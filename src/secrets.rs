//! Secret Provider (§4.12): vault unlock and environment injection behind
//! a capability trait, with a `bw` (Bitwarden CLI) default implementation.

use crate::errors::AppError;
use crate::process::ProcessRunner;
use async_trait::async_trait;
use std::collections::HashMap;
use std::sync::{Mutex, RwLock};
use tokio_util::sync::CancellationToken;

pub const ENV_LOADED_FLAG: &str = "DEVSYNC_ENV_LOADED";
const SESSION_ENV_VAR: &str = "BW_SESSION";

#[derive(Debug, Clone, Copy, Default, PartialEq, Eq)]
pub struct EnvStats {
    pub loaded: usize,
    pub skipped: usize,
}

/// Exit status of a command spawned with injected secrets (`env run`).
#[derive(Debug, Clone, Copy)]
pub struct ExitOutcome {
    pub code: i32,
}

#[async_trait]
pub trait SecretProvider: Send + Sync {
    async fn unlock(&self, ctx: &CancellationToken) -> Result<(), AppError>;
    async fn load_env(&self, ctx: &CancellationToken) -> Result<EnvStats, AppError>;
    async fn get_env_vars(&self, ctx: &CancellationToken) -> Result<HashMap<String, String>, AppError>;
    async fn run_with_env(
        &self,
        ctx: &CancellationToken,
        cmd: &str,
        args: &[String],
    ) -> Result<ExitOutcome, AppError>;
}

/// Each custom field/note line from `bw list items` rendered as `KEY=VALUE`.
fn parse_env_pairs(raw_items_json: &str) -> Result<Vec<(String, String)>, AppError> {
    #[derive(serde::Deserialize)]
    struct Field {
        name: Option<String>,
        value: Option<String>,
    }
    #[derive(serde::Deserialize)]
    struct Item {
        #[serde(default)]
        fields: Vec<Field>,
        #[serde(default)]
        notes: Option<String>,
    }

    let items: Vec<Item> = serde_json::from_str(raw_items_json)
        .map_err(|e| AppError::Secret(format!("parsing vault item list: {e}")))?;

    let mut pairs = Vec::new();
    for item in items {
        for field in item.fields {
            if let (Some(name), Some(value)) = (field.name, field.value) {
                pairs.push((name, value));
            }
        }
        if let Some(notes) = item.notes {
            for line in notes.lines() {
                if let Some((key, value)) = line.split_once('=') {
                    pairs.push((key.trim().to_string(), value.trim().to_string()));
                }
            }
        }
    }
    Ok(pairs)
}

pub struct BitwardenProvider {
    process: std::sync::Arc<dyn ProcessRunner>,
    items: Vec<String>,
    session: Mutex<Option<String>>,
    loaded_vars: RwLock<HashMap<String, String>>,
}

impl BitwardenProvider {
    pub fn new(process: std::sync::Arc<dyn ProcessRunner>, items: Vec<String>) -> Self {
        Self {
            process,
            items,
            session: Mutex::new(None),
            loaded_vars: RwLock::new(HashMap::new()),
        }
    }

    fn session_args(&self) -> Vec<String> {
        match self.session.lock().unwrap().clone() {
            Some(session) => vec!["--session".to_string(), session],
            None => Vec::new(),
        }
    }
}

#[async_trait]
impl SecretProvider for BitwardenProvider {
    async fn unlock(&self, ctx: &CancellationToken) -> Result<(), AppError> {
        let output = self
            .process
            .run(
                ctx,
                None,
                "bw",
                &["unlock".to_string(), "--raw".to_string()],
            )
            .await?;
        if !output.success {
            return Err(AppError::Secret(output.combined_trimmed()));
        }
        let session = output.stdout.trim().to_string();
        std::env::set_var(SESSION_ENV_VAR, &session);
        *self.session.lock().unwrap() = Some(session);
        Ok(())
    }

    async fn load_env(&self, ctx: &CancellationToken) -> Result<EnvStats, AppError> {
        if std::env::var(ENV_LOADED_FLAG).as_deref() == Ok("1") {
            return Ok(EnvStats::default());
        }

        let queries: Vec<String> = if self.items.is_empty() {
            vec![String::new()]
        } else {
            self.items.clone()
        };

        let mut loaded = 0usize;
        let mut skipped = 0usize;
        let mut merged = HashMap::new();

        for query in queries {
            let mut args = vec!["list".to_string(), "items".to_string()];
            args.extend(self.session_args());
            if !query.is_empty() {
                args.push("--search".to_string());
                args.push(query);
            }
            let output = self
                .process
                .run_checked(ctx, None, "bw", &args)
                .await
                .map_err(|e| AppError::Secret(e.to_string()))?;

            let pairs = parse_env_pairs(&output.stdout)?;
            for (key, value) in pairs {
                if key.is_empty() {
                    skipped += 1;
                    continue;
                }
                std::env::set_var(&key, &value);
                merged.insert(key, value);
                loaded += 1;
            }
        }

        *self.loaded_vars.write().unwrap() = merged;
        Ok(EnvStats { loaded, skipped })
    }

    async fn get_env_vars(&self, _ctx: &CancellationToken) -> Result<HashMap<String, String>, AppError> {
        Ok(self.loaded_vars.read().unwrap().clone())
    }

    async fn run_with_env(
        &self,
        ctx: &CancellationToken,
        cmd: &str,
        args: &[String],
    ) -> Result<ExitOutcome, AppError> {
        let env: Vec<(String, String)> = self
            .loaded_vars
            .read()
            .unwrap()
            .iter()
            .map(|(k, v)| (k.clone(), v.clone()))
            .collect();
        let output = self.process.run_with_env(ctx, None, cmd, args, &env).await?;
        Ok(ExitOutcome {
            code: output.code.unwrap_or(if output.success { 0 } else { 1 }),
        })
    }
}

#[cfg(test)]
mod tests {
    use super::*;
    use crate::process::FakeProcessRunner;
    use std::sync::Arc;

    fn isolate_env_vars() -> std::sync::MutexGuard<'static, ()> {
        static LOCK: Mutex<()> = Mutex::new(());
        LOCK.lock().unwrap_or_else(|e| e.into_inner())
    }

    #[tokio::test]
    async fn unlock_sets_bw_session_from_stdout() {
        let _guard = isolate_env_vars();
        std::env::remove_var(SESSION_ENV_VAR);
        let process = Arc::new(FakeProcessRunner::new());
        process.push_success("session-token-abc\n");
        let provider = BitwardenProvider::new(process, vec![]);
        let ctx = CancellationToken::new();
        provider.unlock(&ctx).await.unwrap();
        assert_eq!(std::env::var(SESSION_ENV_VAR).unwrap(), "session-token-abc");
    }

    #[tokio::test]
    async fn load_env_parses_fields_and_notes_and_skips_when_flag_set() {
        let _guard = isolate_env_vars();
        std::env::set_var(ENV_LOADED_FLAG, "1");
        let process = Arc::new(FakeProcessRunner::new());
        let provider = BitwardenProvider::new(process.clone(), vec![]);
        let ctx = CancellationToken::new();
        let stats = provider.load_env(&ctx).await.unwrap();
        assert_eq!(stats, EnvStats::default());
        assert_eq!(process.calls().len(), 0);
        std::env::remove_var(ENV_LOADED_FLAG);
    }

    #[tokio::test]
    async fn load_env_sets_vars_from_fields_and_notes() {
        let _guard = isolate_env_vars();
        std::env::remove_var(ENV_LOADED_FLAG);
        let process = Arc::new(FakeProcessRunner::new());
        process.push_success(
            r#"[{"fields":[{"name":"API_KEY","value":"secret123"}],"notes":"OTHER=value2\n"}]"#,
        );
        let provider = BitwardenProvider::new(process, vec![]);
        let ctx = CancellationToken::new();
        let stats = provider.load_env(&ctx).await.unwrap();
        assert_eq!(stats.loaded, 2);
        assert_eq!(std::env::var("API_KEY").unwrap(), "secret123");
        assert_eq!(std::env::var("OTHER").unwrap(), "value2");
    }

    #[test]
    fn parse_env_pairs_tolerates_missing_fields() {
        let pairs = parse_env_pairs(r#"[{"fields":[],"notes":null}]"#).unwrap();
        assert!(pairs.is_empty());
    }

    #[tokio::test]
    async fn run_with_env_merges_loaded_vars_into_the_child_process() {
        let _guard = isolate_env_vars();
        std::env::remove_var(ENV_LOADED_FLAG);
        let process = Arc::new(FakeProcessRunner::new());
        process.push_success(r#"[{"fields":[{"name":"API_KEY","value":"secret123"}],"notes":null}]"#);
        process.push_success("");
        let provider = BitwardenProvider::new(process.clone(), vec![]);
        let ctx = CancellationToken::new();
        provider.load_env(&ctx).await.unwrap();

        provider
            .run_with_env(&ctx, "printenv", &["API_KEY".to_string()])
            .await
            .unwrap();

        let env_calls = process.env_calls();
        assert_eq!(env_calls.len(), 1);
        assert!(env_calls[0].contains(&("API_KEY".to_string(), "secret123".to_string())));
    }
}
...
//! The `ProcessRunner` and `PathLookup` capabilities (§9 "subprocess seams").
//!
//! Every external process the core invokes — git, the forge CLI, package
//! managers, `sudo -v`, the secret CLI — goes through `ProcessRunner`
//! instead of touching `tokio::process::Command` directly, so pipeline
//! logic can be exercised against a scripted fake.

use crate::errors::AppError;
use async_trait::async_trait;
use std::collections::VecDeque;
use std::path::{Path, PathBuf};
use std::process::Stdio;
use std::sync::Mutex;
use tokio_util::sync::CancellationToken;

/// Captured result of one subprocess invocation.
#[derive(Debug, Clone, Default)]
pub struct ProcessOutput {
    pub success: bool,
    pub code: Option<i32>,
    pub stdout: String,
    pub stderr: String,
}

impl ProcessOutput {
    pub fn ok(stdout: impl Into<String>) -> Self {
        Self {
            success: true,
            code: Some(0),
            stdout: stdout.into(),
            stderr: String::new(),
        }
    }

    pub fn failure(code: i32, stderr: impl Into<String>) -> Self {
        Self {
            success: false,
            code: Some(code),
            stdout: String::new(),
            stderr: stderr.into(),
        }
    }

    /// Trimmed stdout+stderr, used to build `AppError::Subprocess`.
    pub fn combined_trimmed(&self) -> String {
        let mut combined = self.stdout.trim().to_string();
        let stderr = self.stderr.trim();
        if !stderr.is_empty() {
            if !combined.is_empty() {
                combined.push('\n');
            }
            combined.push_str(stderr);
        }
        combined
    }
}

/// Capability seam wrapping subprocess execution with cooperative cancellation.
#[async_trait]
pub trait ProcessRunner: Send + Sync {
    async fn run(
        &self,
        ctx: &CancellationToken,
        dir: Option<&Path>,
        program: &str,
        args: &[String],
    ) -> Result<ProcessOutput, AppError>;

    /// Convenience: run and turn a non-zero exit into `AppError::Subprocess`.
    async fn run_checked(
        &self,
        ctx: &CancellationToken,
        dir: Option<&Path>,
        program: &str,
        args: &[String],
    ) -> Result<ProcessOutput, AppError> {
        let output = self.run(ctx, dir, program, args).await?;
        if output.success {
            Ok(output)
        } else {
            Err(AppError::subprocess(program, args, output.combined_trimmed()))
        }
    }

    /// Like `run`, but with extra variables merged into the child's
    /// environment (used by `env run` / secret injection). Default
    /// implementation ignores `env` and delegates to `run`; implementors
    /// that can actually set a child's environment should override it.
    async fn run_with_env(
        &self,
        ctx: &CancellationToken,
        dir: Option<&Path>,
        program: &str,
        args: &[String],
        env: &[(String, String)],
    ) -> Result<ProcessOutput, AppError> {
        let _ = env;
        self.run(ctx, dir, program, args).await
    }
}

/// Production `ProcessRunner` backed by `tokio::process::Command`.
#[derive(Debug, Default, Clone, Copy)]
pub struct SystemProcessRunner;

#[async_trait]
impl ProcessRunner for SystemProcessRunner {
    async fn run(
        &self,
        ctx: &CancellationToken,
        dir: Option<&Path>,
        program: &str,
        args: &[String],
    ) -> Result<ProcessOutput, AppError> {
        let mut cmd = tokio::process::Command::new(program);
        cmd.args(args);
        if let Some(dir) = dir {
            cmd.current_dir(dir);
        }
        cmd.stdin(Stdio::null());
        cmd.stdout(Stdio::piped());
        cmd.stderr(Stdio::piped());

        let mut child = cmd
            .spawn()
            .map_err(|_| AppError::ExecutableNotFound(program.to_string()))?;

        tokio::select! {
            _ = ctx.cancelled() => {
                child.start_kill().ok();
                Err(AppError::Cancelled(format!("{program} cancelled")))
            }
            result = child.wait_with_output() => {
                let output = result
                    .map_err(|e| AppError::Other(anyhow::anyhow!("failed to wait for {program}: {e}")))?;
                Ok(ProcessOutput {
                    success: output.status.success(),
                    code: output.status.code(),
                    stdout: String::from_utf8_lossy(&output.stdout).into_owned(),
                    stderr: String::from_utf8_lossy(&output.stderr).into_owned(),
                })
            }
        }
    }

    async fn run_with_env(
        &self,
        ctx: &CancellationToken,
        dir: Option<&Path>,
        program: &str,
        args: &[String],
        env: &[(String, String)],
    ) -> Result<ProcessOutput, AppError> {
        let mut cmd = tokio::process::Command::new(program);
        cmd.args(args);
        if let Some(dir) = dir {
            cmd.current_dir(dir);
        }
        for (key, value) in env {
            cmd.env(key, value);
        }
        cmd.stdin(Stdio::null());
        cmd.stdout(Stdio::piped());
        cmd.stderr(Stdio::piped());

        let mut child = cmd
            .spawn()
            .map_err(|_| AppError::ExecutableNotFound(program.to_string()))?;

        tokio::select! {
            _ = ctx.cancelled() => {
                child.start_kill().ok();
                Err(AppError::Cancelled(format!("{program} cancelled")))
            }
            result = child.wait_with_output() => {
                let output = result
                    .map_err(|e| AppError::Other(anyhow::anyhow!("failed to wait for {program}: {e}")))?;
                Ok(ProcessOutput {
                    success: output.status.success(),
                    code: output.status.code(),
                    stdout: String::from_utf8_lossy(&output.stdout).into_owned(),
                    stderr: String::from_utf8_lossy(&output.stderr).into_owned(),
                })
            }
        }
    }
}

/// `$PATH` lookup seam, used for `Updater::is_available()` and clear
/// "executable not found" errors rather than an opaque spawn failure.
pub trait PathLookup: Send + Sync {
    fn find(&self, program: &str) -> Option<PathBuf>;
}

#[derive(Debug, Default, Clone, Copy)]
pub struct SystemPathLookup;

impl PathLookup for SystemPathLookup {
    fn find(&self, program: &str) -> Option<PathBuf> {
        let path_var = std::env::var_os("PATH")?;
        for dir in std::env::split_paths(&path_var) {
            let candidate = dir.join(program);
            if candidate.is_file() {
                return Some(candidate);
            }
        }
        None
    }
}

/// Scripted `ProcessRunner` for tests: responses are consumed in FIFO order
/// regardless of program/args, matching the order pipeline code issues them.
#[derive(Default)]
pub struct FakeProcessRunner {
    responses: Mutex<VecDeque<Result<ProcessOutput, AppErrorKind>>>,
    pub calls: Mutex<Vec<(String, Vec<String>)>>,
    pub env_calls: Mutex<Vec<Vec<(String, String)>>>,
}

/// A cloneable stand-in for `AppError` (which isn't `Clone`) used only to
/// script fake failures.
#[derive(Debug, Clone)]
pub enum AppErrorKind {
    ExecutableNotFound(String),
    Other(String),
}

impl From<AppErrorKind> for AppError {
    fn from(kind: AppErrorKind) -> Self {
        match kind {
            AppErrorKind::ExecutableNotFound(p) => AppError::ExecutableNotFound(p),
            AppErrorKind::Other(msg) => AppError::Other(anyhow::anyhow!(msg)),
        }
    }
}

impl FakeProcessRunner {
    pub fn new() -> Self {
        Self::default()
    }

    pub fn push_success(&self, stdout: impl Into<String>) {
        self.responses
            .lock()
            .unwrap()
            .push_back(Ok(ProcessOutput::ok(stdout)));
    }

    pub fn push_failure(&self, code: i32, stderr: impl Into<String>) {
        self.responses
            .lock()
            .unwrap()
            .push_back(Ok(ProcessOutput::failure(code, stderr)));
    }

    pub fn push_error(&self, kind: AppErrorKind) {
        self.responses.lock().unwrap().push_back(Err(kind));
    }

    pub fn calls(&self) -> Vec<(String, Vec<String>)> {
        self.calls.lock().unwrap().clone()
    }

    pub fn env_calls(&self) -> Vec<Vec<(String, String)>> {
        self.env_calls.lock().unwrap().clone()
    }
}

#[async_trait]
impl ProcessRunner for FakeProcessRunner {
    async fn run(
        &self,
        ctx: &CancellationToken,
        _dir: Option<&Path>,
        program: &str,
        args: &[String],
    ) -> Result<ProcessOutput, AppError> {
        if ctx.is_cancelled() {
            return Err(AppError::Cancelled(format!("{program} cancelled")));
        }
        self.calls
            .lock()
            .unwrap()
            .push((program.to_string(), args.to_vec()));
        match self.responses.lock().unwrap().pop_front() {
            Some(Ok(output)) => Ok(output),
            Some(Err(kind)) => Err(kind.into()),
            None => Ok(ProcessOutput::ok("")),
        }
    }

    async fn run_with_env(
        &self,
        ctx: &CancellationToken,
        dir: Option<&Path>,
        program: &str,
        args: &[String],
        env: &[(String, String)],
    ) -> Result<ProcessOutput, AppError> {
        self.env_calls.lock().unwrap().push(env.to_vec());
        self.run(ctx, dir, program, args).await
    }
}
* * *
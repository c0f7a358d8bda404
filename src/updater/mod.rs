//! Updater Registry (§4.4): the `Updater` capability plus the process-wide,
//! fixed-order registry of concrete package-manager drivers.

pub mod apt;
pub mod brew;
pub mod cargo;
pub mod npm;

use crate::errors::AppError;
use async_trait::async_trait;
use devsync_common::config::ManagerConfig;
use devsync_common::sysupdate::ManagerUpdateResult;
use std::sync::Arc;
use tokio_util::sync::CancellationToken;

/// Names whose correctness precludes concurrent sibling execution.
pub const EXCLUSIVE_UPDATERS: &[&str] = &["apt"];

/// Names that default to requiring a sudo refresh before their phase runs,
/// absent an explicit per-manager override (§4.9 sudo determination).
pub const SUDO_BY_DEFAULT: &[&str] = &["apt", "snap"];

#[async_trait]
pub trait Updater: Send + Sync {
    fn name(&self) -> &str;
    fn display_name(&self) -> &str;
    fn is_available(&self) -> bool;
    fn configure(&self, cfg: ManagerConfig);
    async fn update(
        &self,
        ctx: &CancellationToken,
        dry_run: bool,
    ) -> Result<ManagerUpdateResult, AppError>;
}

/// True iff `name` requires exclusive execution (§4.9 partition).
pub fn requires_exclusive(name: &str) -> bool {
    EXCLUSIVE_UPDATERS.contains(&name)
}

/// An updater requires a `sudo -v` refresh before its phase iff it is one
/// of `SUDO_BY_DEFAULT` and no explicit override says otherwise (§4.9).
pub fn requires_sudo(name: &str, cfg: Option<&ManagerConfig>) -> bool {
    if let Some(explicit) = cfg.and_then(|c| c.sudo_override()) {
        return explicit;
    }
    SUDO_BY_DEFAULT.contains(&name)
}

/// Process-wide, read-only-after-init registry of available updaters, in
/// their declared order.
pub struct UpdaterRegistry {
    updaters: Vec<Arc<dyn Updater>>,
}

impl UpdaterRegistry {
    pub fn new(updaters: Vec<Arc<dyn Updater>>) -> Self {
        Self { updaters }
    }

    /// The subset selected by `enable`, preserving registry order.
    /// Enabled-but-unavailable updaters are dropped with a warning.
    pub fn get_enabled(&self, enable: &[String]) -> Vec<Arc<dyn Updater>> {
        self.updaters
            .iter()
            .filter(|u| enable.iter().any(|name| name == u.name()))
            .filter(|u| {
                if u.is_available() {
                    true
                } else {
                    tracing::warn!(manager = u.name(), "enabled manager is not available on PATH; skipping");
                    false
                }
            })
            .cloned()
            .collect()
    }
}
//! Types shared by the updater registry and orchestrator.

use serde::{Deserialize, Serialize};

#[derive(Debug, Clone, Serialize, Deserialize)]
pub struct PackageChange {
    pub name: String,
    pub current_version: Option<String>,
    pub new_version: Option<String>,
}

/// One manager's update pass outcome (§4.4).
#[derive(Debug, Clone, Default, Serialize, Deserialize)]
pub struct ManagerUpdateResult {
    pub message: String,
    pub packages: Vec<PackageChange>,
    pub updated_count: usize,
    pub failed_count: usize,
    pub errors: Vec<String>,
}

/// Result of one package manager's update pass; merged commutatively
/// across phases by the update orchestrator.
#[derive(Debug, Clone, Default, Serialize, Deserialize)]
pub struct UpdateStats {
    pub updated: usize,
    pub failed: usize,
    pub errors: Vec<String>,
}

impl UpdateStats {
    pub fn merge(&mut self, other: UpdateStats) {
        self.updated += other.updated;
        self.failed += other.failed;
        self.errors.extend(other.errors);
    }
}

* _Brief_
Find every line of the data that includes the string "tests". Copy each of those lines.

* _Reply_
mod tests {
/// Scripted `ProcessRunner` for tests: responses are consumed in FIFO order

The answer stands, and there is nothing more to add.